La route de Tafraoute jusque Tiznit traverse, comme quasiment partout dans le sud marocain, une belle région montagneuse avec, comme clou du spectacle, le passage du col Kerdous qui ne plafonne pourtant qu’à 1 100 mètres d’altitude. Mais auparavant, on traverse des plateaux rocailleux plantés d’arganiers, arbres dont on tire la très fameuse huile d’argan connue aussi bien pour ses vertus gastronomiques que cosmétiques. Pour en avoir gouté à Tafraoute, elle rappelle un peu le gout de la noisette; personnellement, j’adore, surtout en y trempant un morceau de pain à la façon berbère.
En se rapprochant de la côte atlantique, les grandes plaines désertiques remplacent peu à peu les montagnes pelées. Comme partout dans cette région, on trouve des plantations d’arganiers. Après Tiznit, la route qui devient une belle quatre-voies longe la côte jusque Agadir. Nous n’avons pas compté les stations essence le long de cette route, mais il y en a certainement plusieurs dizaines. On aimerait bien savoir pourquoi. Le trafic est beaucoup plus dense, les ronds-points omniprésents et le paysage semi-urbain assez laid. Après toutes les jolies choses que nous avons pu voir durant une douzaine de jours, cela nous fait plutôt drôle. Et pour la première fois, j’ai hâte d’arriver à destination.
Agadir se pointe enfin, au bout d’une interminable succession de feux et de ronds-points. Pour aller où nous le souhaitons, nous sommes obligés de demander notre chemin à un policier, puis à une autre personne, et encore à une autre… tant la ville est étendue. Dubitatifs, on regrette déjà presque d’être venus dans cette ville qui, totalement détruite en 1960 par un terrible tremblement de terre, a tout misé sur le tourisme de masse. Après un ou deux demi-tours, on arrive enfin devant l’hôtel qu’on a choisi sur le guide. Le réceptionniste est vraiment charmant et la chambre plutôt correcte. Nous nous y installons pour deux nuits; la journée de demain étant consacrée à la plage.

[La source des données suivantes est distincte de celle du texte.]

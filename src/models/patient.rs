use serde::{Deserialize, Serialize};

#[derive(Debug, Clone, Serialize, Deserialize)]
pub struct Patient {
    pub id: String,
    pub full_name: String,
    pub national_id: Option<String>,
    pub age: Option<u32>,
    pub gender: Option<String>,
}

/// Summary of one clinical visit, as shown to the assistant.
#[derive(Debug, Clone, Serialize, Deserialize)]
pub struct PatientVisit {
    pub id: String,
    pub patient_id: String,
    pub visit_date: String,
    pub symptoms: Option<String>,
    pub diagnosis: Option<String>,
    pub prescribed_medications: Vec<String>,
    pub doctor_notes: Option<String>,
}

/// A prescribed medication line inside a consultation.
#[derive(Debug, Clone, PartialEq, Serialize, Deserialize)]
pub struct PrescribedMedication {
    pub name: String,
    #[serde(default)]
    pub dosage: Option<String>,
    #[serde(default)]
    pub frequency: Option<String>,
    #[serde(default)]
    pub duration: Option<String>,
}

#[derive(Debug, Clone, Serialize, Deserialize)]
pub struct Consultation {
    pub id: String,
    pub patient_id: String,
    pub created_at: String,
    pub medications: Vec<PrescribedMedication>,
}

Pour le diner, nous nous rendons dans un restaurant indiqué sur le guide. Il n’y a personne et l’ambiance lugubre nous fait fuir aussitôt pour aller voir ailleurs. Quelques rues plus loin, il y a foule devant une bicoque locale; c’est là que nous décidons de tenter notre chance. Pour ne pas nous tromper, nous commandons la même chose que la table d’à côté. Ce sera une harira, soupe à base de pois chiches, des dattes et des chebakia, rubans de pâte frite recouverts de miel.
Comme hier soir, nous décidons de faire confiance à notre flair pour le petit déjeuner. En passant devant une petite épicerie, je remarque que le monsieur est en train de confectionner un sandwich. Nous nous installons sur une table de sa toute petite terrasse. Quelques instants plus tard, devant chacun d’entre nous, trônent un énorme verre de jus d’orange, un pot de thé à la menthe, un yaourt crémeux à souhait et un beau sandwich à la Vache qui rit. Nous sommes repus lorsque nous prenons la direction de la plage. À ce niveau du récit, j’aimerai préciser que les jus d’orange marocains sont, de loin, les meilleurs que nous ayons bus lors de nos différents voyages et que les yaourts font aussi partie, avec peut-être les grecs, des plus sublimes que nous ayons mangés. Bref, on ne s’en prive pas, car, en Asie, nous ne sommes pas prêts d’en retrouver.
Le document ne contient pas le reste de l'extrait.